Promocja będzie kontynuowana w następnych tygodniach walki o Oscara, a warto zauważyć, że środki na promocję filmu za oceanem przeznaczył Polski Instytut Sztuki Filmowej.
YouTube/GutekFilm
Zawalczyć o prawa zwierząt
Artysta podkreśla, że wypadkowa opinii uznanych krytyków oraz ilość funduszy włożonych w kampanię decyduje o tym, kto otrzymuje nominację, kto może cieszyć się ze zwycięstwa, a kto musi przełknąć gorycz porażki. - Jestem zdumiony na przykład, że koreański film nie znalazł się w tej piątce. Dla mnie niespodzianką jest "Cicha dziewczyna" - analizuje Jerzy Skolimowski. Dodaje, że gdyby "IO" nominacji nie zdobyło, czułby się "bardzo rozczarowany".

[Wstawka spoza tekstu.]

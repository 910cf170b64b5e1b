//! Query parser.
//!
//! Parses a query string into an [`Expr`] tree using recursive descent with one token of
//! lookahead.
//!
//! # Grammar
//!
//! ```text
//! query    → unary (SEP unary)*            SEP is '&' or '|', one kind per level
//! unary    → ('-' | '!')? primary
//! primary  → '(' query ')'
//!          | IDENT OPERATOR argument        → Simple
//!          | IDENT ('/' IDENT)+             → Slash
//!          | '#' IDENT                      → Hash
//!          | IDENT | STRING | REGEX         → Raw
//! argument → TEXT | STRING | REGEX          lexed in text mode
//! ```
//!
//! There is no precedence between `&` and `|`: mixing them at one level without parentheses is
//! an `inconsistent-separator` error.
//!
//! Every consumed token is kept in a history arena. Each expression records the range of history
//! indices it consumed, and its span is computed from those tokens.

use tracing::debug;

use crate::{
    ast::{ArgKind, Expr, ExprKind, Operator, Qualifier, Qualifiers, Separator},
    error::{LexError, QueryError, SyntaxErrorKind},
    lexer::{LexOptions, Lexer, Span, Token, TokenKind},
};

/// A successfully parsed query.
#[derive(Debug, Clone, PartialEq, Eq)]
pub struct Query {
    /// The root expression.
    pub expr: Expr,
    /// Every token consumed, in input order.
    pub tokens: Vec<Token>,
}

/// The result of a parse attempt, with diagnostics kept even on failure.
#[derive(Debug, Clone)]
pub struct ParseOutcome {
    /// The root expression, or the syntax error that aborted the parse.
    pub result: Result<Expr, QueryError>,
    /// Every token in the input, including those after a syntax error.
    pub tokens: Vec<Token>,
    /// Lexical problems recorded while tokenizing.
    pub lex_errors: Vec<LexError>,
}

/// Recursive descent parser over an on-demand lexer.
struct Parser<'a> {
    /// Token source.
    lexer: Lexer<'a>,
    /// Every token consumed so far.
    history: Vec<Token>,
}

impl<'a> Parser<'a> {
    /// Creates a parser for the given input.
    const fn new(input: &'a str) -> Self {
        Self {
            lexer: Lexer::new(input),
            history: Vec::new(),
        }
    }

    /// Returns the next token without consuming it.
    fn peek(&self, opts: LexOptions) -> Option<Token> {
        self.lexer.peek(opts)
    }

    /// Consumes the next token into the history.
    fn advance(&mut self, opts: LexOptions) -> Option<Token> {
        let token = self.lexer.next(opts)?;
        self.history.push(token.clone());
        Some(token)
    }

    /// Consumes any whitespace at the current position.
    fn skip_whitespace(&mut self) {
        while self
            .peek(LexOptions::default())
            .is_some_and(|t| t.kind == TokenKind::Whitespace)
        {
            self.advance(LexOptions::default());
        }
    }

    /// Builds an expression covering the history from `start` to now.
    fn finish(&self, start: usize, kind: ExprKind) -> Expr {
        let consumed = &self.history[start.min(self.history.len())..];
        let mut significant = consumed
            .iter()
            .filter(|t| t.kind != TokenKind::Whitespace)
            .map(|t| t.span);
        let span = match significant.next() {
            Some(first) => significant.fold(first, Span::to),
            None => Span::at(self.lexer.position()),
        };
        Expr::new(kind, span, start..self.history.len())
    }

    /// Error for input that stops where more was required.
    fn unexpected_end(&self) -> QueryError {
        QueryError::syntax(
            SyntaxErrorKind::UnexpectedEnd,
            Span::at(self.lexer.input().len()),
        )
    }

    /// Parses the whole input, requiring every token to be consumed.
    fn parse_root(&mut self) -> Result<Expr, QueryError> {
        self.skip_whitespace();
        if self.peek(LexOptions::default()).is_none() {
            return Err(QueryError::syntax(
                SyntaxErrorKind::EmptyInput,
                Span::new(0, self.lexer.input().len()),
            ));
        }

        let mut expr = self.parse_query()?;

        self.skip_whitespace();
        if let Some(token) = self.peek(LexOptions::default()) {
            return Err(QueryError::syntax(SyntaxErrorKind::UnknownToken, token.span));
        }

        expr.mark_top_level();
        Ok(expr)
    }

    /// Parses: query → unary (SEP unary)*
    fn parse_query(&mut self) -> Result<Expr, QueryError> {
        self.skip_whitespace();
        let start = self.history.len();
        let mut children = vec![self.parse_unary()?];
        let mut separator = None;

        loop {
            self.skip_whitespace();
            let Some(token) = self.peek(LexOptions::default()) else {
                break;
            };
            let next = if token.is_punct("&") {
                Separator::And
            } else if token.is_punct("|") {
                Separator::Or
            } else {
                break;
            };
            match separator {
                Some(current) if current != next => {
                    return Err(QueryError::syntax(
                        SyntaxErrorKind::InconsistentSeparator,
                        token.span,
                    ));
                }
                _ => separator = Some(next),
            }
            self.advance(LexOptions::default());
            children.push(self.parse_unary()?);
        }

        match separator {
            Some(separator) => Ok(self.finish(
                start,
                ExprKind::Logic {
                    separator,
                    children,
                },
            )),
            None => Ok(children.remove(0)),
        }
    }

    /// Parses: unary → ('-' | '!')? primary
    fn parse_unary(&mut self) -> Result<Expr, QueryError> {
        self.skip_whitespace();
        let start = self.history.len();
        let negated = self
            .peek(LexOptions::default())
            .is_some_and(|t| t.is_punct("-") || t.is_punct("!"));
        if !negated {
            return self.parse_primary();
        }

        self.advance(LexOptions::default());
        let inner = self.parse_primary()?;
        Ok(self.finish(
            start,
            ExprKind::Not {
                inner: Box::new(inner),
            },
        ))
    }

    /// Parses a primary expression.
    fn parse_primary(&mut self) -> Result<Expr, QueryError> {
        self.skip_whitespace();
        let start = self.history.len();
        let Some(token) = self.peek(LexOptions::default()) else {
            return Err(self.unexpected_end());
        };

        match token.kind {
            TokenKind::Identifier => self.parse_identifier(start),
            TokenKind::String | TokenKind::Regex => {
                self.advance(LexOptions::default());
                let arg_kind = if token.kind == TokenKind::String {
                    ArgKind::String
                } else {
                    ArgKind::Regex
                };
                Ok(self.finish(
                    start,
                    ExprKind::Raw {
                        arg_kind,
                        raw_value: token.text,
                    },
                ))
            }
            TokenKind::Punctuation if token.is_punct("(") => self.parse_group(start, &token),
            TokenKind::Punctuation if token.is_punct("#") => self.parse_hash(start),
            _ => Err(QueryError::syntax(SyntaxErrorKind::UnknownToken, token.span)),
        }
    }

    /// Parses: '(' query ')'
    fn parse_group(&mut self, start: usize, open: &Token) -> Result<Expr, QueryError> {
        self.advance(LexOptions::default());
        let inner = self.parse_query()?;

        self.skip_whitespace();
        match self.peek(LexOptions::default()) {
            Some(token) if token.is_punct(")") => {
                self.advance(LexOptions::default());
                Ok(self.finish(
                    start,
                    ExprKind::Paren {
                        inner: Box::new(inner),
                    },
                ))
            }
            Some(token) => Err(QueryError::syntax(SyntaxErrorKind::UnknownToken, token.span)),
            None => Err(QueryError::syntax(SyntaxErrorKind::UnclosedParen, open.span)),
        }
    }

    /// Parses: '#' IDENT
    fn parse_hash(&mut self, start: usize) -> Result<Expr, QueryError> {
        self.advance(LexOptions::default());
        match self.peek(LexOptions::default()) {
            Some(token) if token.kind == TokenKind::Identifier => {
                self.advance(LexOptions::default());
                Ok(self.finish(start, ExprKind::Hash { tag: token.text }))
            }
            Some(token) if token.kind != TokenKind::Whitespace => {
                Err(QueryError::syntax(SyntaxErrorKind::UnknownToken, token.span))
            }
            _ => Err(QueryError::syntax(
                SyntaxErrorKind::UnexpectedEnd,
                Span::at(self.lexer.position()),
            )),
        }
    }

    /// Parses an identifier-led primary: Simple, Slash or Raw.
    fn parse_identifier(&mut self, start: usize) -> Result<Expr, QueryError> {
        let Some(ident) = self.advance(LexOptions::default()) else {
            return Err(self.unexpected_end());
        };

        let operator = self
            .peek(LexOptions::default())
            .filter(|t| t.kind == TokenKind::Punctuation)
            .and_then(|t| Operator::from_punct(&t.text).map(|op| (op, t)));

        let Some(((operator, negated), op_token)) = operator else {
            return Ok(self.finish(start, bare_identifier(ident.text)));
        };
        self.advance(LexOptions::default());

        let (arg_kind, raw_value) = self.parse_argument(op_token.span)?;
        let mut qualifiers = Qualifiers::new();
        if negated {
            qualifiers.insert(Qualifier::Not);
        }

        Ok(self.finish(
            start,
            ExprKind::Simple {
                command: ident.text,
                operator,
                qualifiers,
                arg_kind,
                raw_value,
            },
        ))
    }

    /// Parses the argument that must immediately follow an operator.
    fn parse_argument(&mut self, operator: Span) -> Result<(ArgKind, String), QueryError> {
        let missing = QueryError::syntax(SyntaxErrorKind::UnexpectedEnd, Span::at(operator.end));
        let Some(token) = self.peek(LexOptions::TEXT) else {
            return Err(missing);
        };

        let arg_kind = match token.kind {
            TokenKind::Identifier => ArgKind::Text,
            TokenKind::String => ArgKind::String,
            TokenKind::Regex => ArgKind::Regex,
            TokenKind::Whitespace => return Err(missing),
            TokenKind::Punctuation => {
                return Err(QueryError::syntax(SyntaxErrorKind::UnknownToken, token.span));
            }
        };
        self.advance(LexOptions::TEXT);
        Ok((arg_kind, token.text))
    }

    /// Consumes the rest of the input so the history covers every token.
    fn drain(&mut self) {
        while self.advance(LexOptions::default()).is_some() {}
    }
}

/// Classifies an identifier with no operator as a slash alternation or raw text.
fn bare_identifier(text: String) -> ExprKind {
    let parts: Vec<&str> = text.split('/').collect();
    if parts.len() >= 2 && parts.iter().all(|p| !p.is_empty()) {
        ExprKind::Slash {
            parts: parts.into_iter().map(String::from).collect(),
        }
    } else {
        ExprKind::Raw {
            arg_kind: ArgKind::Text,
            raw_value: text,
        }
    }
}

/// Parses a query, keeping the token history and lexical errors even when parsing fails.
pub fn parse_partial(input: &str) -> ParseOutcome {
    let mut parser = Parser::new(input);
    let result = parser.parse_root();
    if let Err(err) = &result {
        debug!(code = err.code(), start = err.span.start, "query failed to parse");
    }
    parser.drain();

    ParseOutcome {
        result: result.map_err(|e| e.with_query(input)),
        tokens: parser.history,
        lex_errors: parser.lexer.into_errors(),
    }
}

/// Parses a query string.
///
/// Syntax errors take priority; otherwise the first recorded lexical error fails the parse.
pub fn parse(input: &str) -> Result<Query, QueryError> {
    debug!(query = input, "parsing query");
    let outcome = parse_partial(input);
    let expr = outcome.result?;
    if let Some(err) = outcome.lex_errors.first() {
        return Err(QueryError::from(*err).with_query(input));
    }
    Ok(Query {
        expr,
        tokens: outcome.tokens,
    })
}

Pytany o atuty mogące przezwyciężyć promocyjną machinę wielkich produkcji reżyser mówi o oryginalności. - "IO" różni się wszystkim. Tematyką, sposobem warsztatowym i formalnym, traktowaniem filmowej narracji. Ale przede wszystkim jest to film, który walczy o los zwierząt - przekonuje na antenie Programu 1 Polskiego Radia. Dodaje, że w filmie celowo wpleciono 50 sekund okrucieństwa. - Realne życie na fermie lisów. Tzw. opiekun, który widełkami wyławia lisa z klatki i robi z nim to, co robi - podsumowuje.
Kiedy rozstrzygnięcia?
Nominacje dla najlepszego filmu otrzymały: "Na Zachodzie bez zmian", "Avatar. Istota wody", "Duchy Inisherin", "Elvis", "Wszystko wszędzie naraz", "Fabelmanowie", "Tar", "Top Gun: Maverick", "W trójkącie", "Woman Talking". Jury wybierze również m.in.: najlepszego reżysera, najlepszego aktora, najlepszą aktorkę, najlepszego aktora w roli drugoplanowej i najlepszą aktorkę w roli drugoplanowej. 95. gala wręczenia Oscarów odbędzie się w niedzielę 12 marca 2023 r. w Dolby Theatre w Los Angeles.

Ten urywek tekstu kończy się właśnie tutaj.